[Start of Attachment]
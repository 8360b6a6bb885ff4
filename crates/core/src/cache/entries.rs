//! Cache entry CRUD operations.
//!
//! Entries live inside a namespace and are keyed by the hash of the request
//! method and canonical URL. Responses keep their status, status text, full
//! header list and body; the engine adds a `cached-at` header on write.

use std::time::Duration;

use chrono::{DateTime, SecondsFormat, TimeDelta, Utc};
use serde::{Deserialize, Serialize};
use tokio_rusqlite::params;
use tokio_rusqlite::rusqlite::{self, OptionalExtension, TransactionBehavior};

use super::connection::CacheDb;
use super::hash::compute_request_key;
use crate::Error;

/// Header carrying the time an entry was written.
pub const CACHED_AT_HEADER: &str = "cached-at";

/// A stored response.
#[derive(Debug, Clone, PartialEq, Eq, Serialize, Deserialize)]
pub struct CachedResponse {
    pub status: u16,
    pub status_text: String,
    /// Header list in original order; names compare case-insensitively.
    pub headers: Vec<(String, String)>,
    pub body: Vec<u8>,
}

impl CachedResponse {
    pub fn new(status: u16, status_text: impl Into<String>, headers: Vec<(String, String)>, body: Vec<u8>) -> Self {
        Self { status, status_text: status_text.into(), headers, body }
    }

    /// First value of a header, matched case-insensitively.
    pub fn header(&self, name: &str) -> Option<&str> {
        self.headers
            .iter()
            .find(|(k, _)| k.eq_ignore_ascii_case(name))
            .map(|(_, v)| v.as_str())
    }

    /// Replace every value of `name` with a single `value`.
    pub fn set_header(&mut self, name: &str, value: impl Into<String>) {
        self.headers.retain(|(k, _)| !k.eq_ignore_ascii_case(name));
        self.headers.push((name.to_string(), value.into()));
    }

    /// Copy of this response with `cached-at` set to `now`.
    pub fn stamped(mut self, now: DateTime<Utc>) -> Self {
        self.set_header(CACHED_AT_HEADER, now.to_rfc3339_opts(SecondsFormat::Millis, true));
        self
    }

    /// The `cached-at` time, if present and parseable.
    ///
    /// Entries without it were not written by the engine and have no
    /// known age.
    pub fn cached_at(&self) -> Option<DateTime<Utc>> {
        let raw = self.header(CACHED_AT_HEADER)?;
        match DateTime::parse_from_rfc3339(raw) {
            Ok(t) => Some(t.with_timezone(&Utc)),
            Err(e) => {
                tracing::debug!(value = raw, error = %e, "ignoring unparseable cached-at header");
                None
            }
        }
    }

    /// Age at `now`, clamped at zero for timestamps in the future.
    pub fn age(&self, now: DateTime<Utc>) -> Option<TimeDelta> {
        self.cached_at()
            .map(|t| now.signed_duration_since(t).max(TimeDelta::zero()))
    }

    /// Whether the entry is younger than `window`. Unstamped entries are never fresh.
    pub fn is_fresh(&self, now: DateTime<Utc>, window: Duration) -> bool {
        self.age(now).is_some_and(|age| age < window_delta(window))
    }

    /// Whether the entry is older than `window`.
    ///
    /// Returns `None` for unstamped entries so callers can leave them alone.
    pub fn is_expired(&self, now: DateTime<Utc>, window: Duration) -> Option<bool> {
        self.age(now).map(|age| age > window_delta(window))
    }
}

fn window_delta(window: Duration) -> TimeDelta {
    TimeDelta::from_std(window).unwrap_or(TimeDelta::MAX)
}

impl CacheDb {
    /// Create a namespace if it does not exist.
    ///
    /// Returns true if the namespace was created by this call.
    pub async fn create_namespace(&self, name: &str) -> Result<bool, Error> {
        let name = name.to_string();
        self.conn
            .call(move |conn| -> Result<bool, Error> {
                let inserted = conn.execute(
                    "INSERT OR IGNORE INTO cache_namespaces (name, created_at) VALUES (?1, ?2)",
                    params![name, Utc::now().to_rfc3339()],
                )?;
                Ok(inserted > 0)
            })
            .await
            .map_err(Error::from)
    }

    /// List every namespace, oldest first.
    pub async fn namespace_names(&self) -> Result<Vec<String>, Error> {
        self.conn
            .call(|conn| -> Result<Vec<String>, Error> {
                let mut stmt = conn.prepare("SELECT name FROM cache_namespaces ORDER BY created_at, name")?;
                let names = stmt
                    .query_map([], |row| row.get(0))?
                    .collect::<Result<Vec<String>, _>>()?;
                Ok(names)
            })
            .await
            .map_err(Error::from)
    }

    /// Delete a namespace and all of its entries.
    ///
    /// Returns false if the namespace did not exist.
    pub async fn delete_namespace(&self, name: &str) -> Result<bool, Error> {
        let name = name.to_string();
        self.conn
            .call(move |conn| -> Result<bool, Error> {
                let deleted = conn.execute("DELETE FROM cache_namespaces WHERE name = ?1", params![name])?;
                Ok(deleted > 0)
            })
            .await
            .map_err(Error::from)
    }

    /// Insert or replace the entry for `url` in `namespace`.
    ///
    /// The namespace is created if needed.
    pub async fn put_entry(&self, namespace: &str, url: &str, response: &CachedResponse) -> Result<(), Error> {
        let namespace = namespace.to_string();
        let url = url.to_string();
        let key_hash = compute_request_key("GET", &url);
        let headers_json =
            serde_json::to_string(&response.headers).map_err(|e| Error::CorruptEntry(e.to_string()))?;
        let response = response.clone();

        self.conn
            .call(move |conn| -> Result<(), Error> {
                let now = Utc::now().to_rfc3339();
                let tx = conn.transaction_with_behavior(TransactionBehavior::Immediate)?;
                tx.execute(
                    "INSERT OR IGNORE INTO cache_namespaces (name, created_at) VALUES (?1, ?2)",
                    params![namespace, now],
                )?;
                tx.execute(
                    "INSERT INTO cache_entries (
                    namespace, key_hash, url, status, status_text, headers_json, body, stored_at
                ) VALUES (?1, ?2, ?3, ?4, ?5, ?6, ?7, ?8)
                ON CONFLICT(namespace, key_hash) DO UPDATE SET
                    url = excluded.url,
                    status = excluded.status,
                    status_text = excluded.status_text,
                    headers_json = excluded.headers_json,
                    body = excluded.body,
                    stored_at = excluded.stored_at",
                    params![
                        namespace,
                        key_hash,
                        url,
                        response.status,
                        response.status_text,
                        headers_json,
                        response.body,
                        now,
                    ],
                )?;
                tx.commit()?;
                Ok(())
            })
            .await
            .map_err(Error::from)
    }

    /// Get the entry for `url` in `namespace`.
    ///
    /// Returns None if there is no entry.
    pub async fn match_entry(&self, namespace: &str, url: &str) -> Result<Option<CachedResponse>, Error> {
        let namespace = namespace.to_string();
        let key_hash = compute_request_key("GET", url);
        let url = url.to_string();

        self.conn
            .call(move |conn| -> Result<Option<CachedResponse>, Error> {
                let row = conn
                    .query_row(
                        "SELECT status, status_text, headers_json, body
                         FROM cache_entries WHERE namespace = ?1 AND key_hash = ?2",
                        params![namespace, key_hash],
                        |row| {
                            Ok((
                                row.get::<_, u16>(0)?,
                                row.get::<_, String>(1)?,
                                row.get::<_, String>(2)?,
                                row.get::<_, Vec<u8>>(3)?,
                            ))
                        },
                    )
                    .optional()?;

                let Some((status, status_text, headers_json, body)) = row else {
                    return Ok(None);
                };

                let headers: Vec<(String, String)> = serde_json::from_str(&headers_json)
                    .map_err(|e| Error::CorruptEntry(format!("{url}: {e}")))?;

                Ok(Some(CachedResponse { status, status_text, headers, body }))
            })
            .await
            .map_err(Error::from)
    }

    /// URLs of every entry in `namespace`.
    pub async fn entry_urls(&self, namespace: &str) -> Result<Vec<String>, Error> {
        let namespace = namespace.to_string();
        self.conn
            .call(move |conn| -> Result<Vec<String>, Error> {
                let mut stmt = conn.prepare("SELECT url FROM cache_entries WHERE namespace = ?1 ORDER BY url")?;
                let urls = stmt
                    .query_map(params![namespace], |row| row.get(0))?
                    .collect::<Result<Vec<String>, rusqlite::Error>>()?;
                Ok(urls)
            })
            .await
            .map_err(Error::from)
    }

    /// Overwrite the stored header list of an entry with unchecked JSON.
    #[cfg(any(test, feature = "test-utils"))]
    pub async fn set_entry_headers_raw(&self, namespace: &str, url: &str, headers_json: &str) -> Result<(), Error> {
        let namespace = namespace.to_string();
        let key_hash = compute_request_key("GET", url);
        let headers_json = headers_json.to_string();
        self.conn
            .call(move |conn| -> Result<(), Error> {
                conn.execute(
                    "UPDATE cache_entries SET headers_json = ?3 WHERE namespace = ?1 AND key_hash = ?2",
                    params![namespace, key_hash, headers_json],
                )?;
                Ok(())
            })
            .await
            .map_err(Error::from)
    }

    /// Delete the entry for `url` in `namespace`.
    ///
    /// Returns false if there was no entry.
    pub async fn delete_entry(&self, namespace: &str, url: &str) -> Result<bool, Error> {
        let namespace = namespace.to_string();
        let key_hash = compute_request_key("GET", url);
        self.conn
            .call(move |conn| -> Result<bool, Error> {
                let deleted = conn.execute(
                    "DELETE FROM cache_entries WHERE namespace = ?1 AND key_hash = ?2",
                    params![namespace, key_hash],
                )?;
                Ok(deleted > 0)
            })
            .await
            .map_err(Error::from)
    }
}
[End of Attachment]
Determine how many lines in the preceding records include the word "prepare". The answer is that number alone.

2